WORK TO BE COMPLETED: Produce a copy of every line in the records that holds the string "create".

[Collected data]
====

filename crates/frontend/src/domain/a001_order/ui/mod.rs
pub mod cashier;
pub mod tracker;
use leptos::prelude::*;
use leptos_router::components::A;

use crate::system::auth::context::{do_logout, use_auth};

#[component]
pub fn Header() -> impl IntoView {
    let (auth_state, set_auth_state) = use_auth();

    let user_label = move || {
        auth_state
            .get()
            .user_info
            .map(|u| u.full_name.unwrap_or(u.username))
            .unwrap_or_default()
    };

    view! {
        <header class="app-header">
            <div class="app-header__brand">"Кофейня"</div>
            <nav class="app-header__nav">
                <A href="/">"Касса"</A>
                <A href="/tracker">"Заказы"</A>
                <A href="/customers">"Клиенты"</A>
                <A href="/dashboard">"Выручка"</A>
            </nav>
            <div class="app-header__user">
                <span>{user_label}</span>
                <button class="btn-link" on:click=move |_| do_logout(set_auth_state)>
                    "Выйти"
                </button>
            </div>
        </header>
    }
}
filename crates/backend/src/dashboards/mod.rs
pub mod d100_daily_summary;
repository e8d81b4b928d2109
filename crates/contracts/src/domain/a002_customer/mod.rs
pub mod aggregate;

pub use aggregate::{normalize_phone, Customer, CustomerDto};
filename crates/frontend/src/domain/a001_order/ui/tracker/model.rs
use contracts::domain::a001_order::Order;
use gloo_net::http::Request;
use serde_json::json;

use crate::shared::api_utils::{api_url, auth_header, handle_unauthorized};

pub async fn fetch_active() -> Result<Vec<Order>, String> {
    let response = Request::get(&api_url("/api/orders/active"))
        .send()
        .await
        .map_err(|e| format!("Request failed: {}", e))?;

    if !response.ok() {
        handle_unauthorized(response.status());
        return Err(format!("HTTP error: {}", response.status()));
    }

    response
        .json()
        .await
        .map_err(|e| format!("Failed to parse response: {}", e))
}

pub async fn set_item_ready(order_id: &str, item_id: &str, ready: bool) -> Result<Order, String> {
    let auth = auth_header().ok_or_else(|| "Не авторизован".to_string())?;
    let url = api_url(&format!("/api/orders/{}/items/{}/ready", order_id, item_id));

    let response = Request::post(&url)
        .header("Authorization", &auth)
        .json(&json!({ "ready": ready }))
        .map_err(|e| format!("Failed to serialize request: {}", e))?
        .send()
        .await
        .map_err(|e| format!("Request failed: {}", e))?;

    if !response.ok() {
        handle_unauthorized(response.status());
        return Err(format!("HTTP error: {}", response.status()));
    }

    response
        .json()
        .await
        .map_err(|e| format!("Failed to parse response: {}", e))
}

pub async fn complete_order(order_id: &str) -> Result<Order, String> {
    let auth = auth_header().ok_or_else(|| "Не авторизован".to_string())?;
    let url = api_url(&format!("/api/orders/{}/complete", order_id));

    let response = Request::post(&url)
        .header("Authorization", &auth)
        .send()
        .await
        .map_err(|e| format!("Request failed: {}", e))?;

    if !response.ok() {
        handle_unauthorized(response.status());
        return Err(format!("HTTP error: {}", response.status()));
    }

    response
        .json()
        .await
        .map_err(|e| format!("Failed to parse response: {}", e))
}
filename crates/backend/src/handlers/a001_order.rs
use axum::{extract::Path, http::StatusCode, Json};
use serde::Deserialize;

use crate::domain::a001_order;
use contracts::domain::a001_order::{Order, OrderDraft};

/// POST /api/orders
pub async fn create(Json(draft): Json<OrderDraft>) -> Result<Json<Order>, StatusCode> {
    match a001_order::service::create(draft).await {
        Ok(order) => Ok(Json(order)),
        Err(e) => {
            tracing::error!("Failed to create order: {}", e);
            Err(StatusCode::BAD_REQUEST)
        }
    }
}

/// GET /api/orders/active
pub async fn list_active() -> Result<Json<Vec<Order>>, StatusCode> {
    match a001_order::service::list_active().await {
        Ok(orders) => Ok(Json(orders)),
        Err(e) => {
            tracing::error!("Failed to list active orders: {}", e);
            Err(StatusCode::INTERNAL_SERVER_ERROR)
        }
    }
}

/// GET /api/orders/:id
pub async fn get_by_id(Path(id): Path<String>) -> Result<Json<Order>, StatusCode> {
    match a001_order::service::get_by_id(&id).await {
        Ok(Some(order)) => Ok(Json(order)),
        Ok(None) => Err(StatusCode::NOT_FOUND),
        Err(e) => {
            tracing::error!("Failed to load order {}: {}", id, e);
            Err(StatusCode::INTERNAL_SERVER_ERROR)
        }
    }
}

/// POST /api/orders/:id/complete
pub async fn complete(Path(id): Path<String>) -> Result<Json<Order>, StatusCode> {
    match a001_order::service::complete(&id).await {
        Ok(Some(order)) => Ok(Json(order)),
        Ok(None) => Err(StatusCode::NOT_FOUND),
        Err(e) => {
            tracing::error!("Failed to complete order {}: {}", id, e);
            Err(StatusCode::CONFLICT)
        }
    }
}

#[derive(Debug, Deserialize)]
pub struct SetItemReadyRequest {
    pub ready: bool,
}

/// POST /api/orders/:id/items/:item_id/ready
pub async fn set_item_ready(
    Path((order_id, item_id)): Path<(String, String)>,
    Json(request): Json<SetItemReadyRequest>,
) -> Result<Json<Order>, StatusCode> {
    match a001_order::service::set_item_ready(&order_id, &item_id, request.ready).await {
        Ok(Some(order)) => Ok(Json(order)),
        Ok(None) => Err(StatusCode::NOT_FOUND),
        Err(e) => {
            tracing::error!(
                "Failed to update item {} of order {}: {}",
                item_id,
                order_id,
                e
            );
            Err(StatusCode::INTERNAL_SERVER_ERROR)
        }
    }
}
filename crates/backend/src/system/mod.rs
pub mod auth;
pub mod handlers;
pub mod initialization;
pub mod users;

====

FINAL ANSWER:
pub async fn create(Json(draft): Json<OrderDraft>) -> Result<Json<Order>, StatusCode> {
    match a001_order::service::create(draft).await {
            tracing::error!("Failed to create order: {}", e);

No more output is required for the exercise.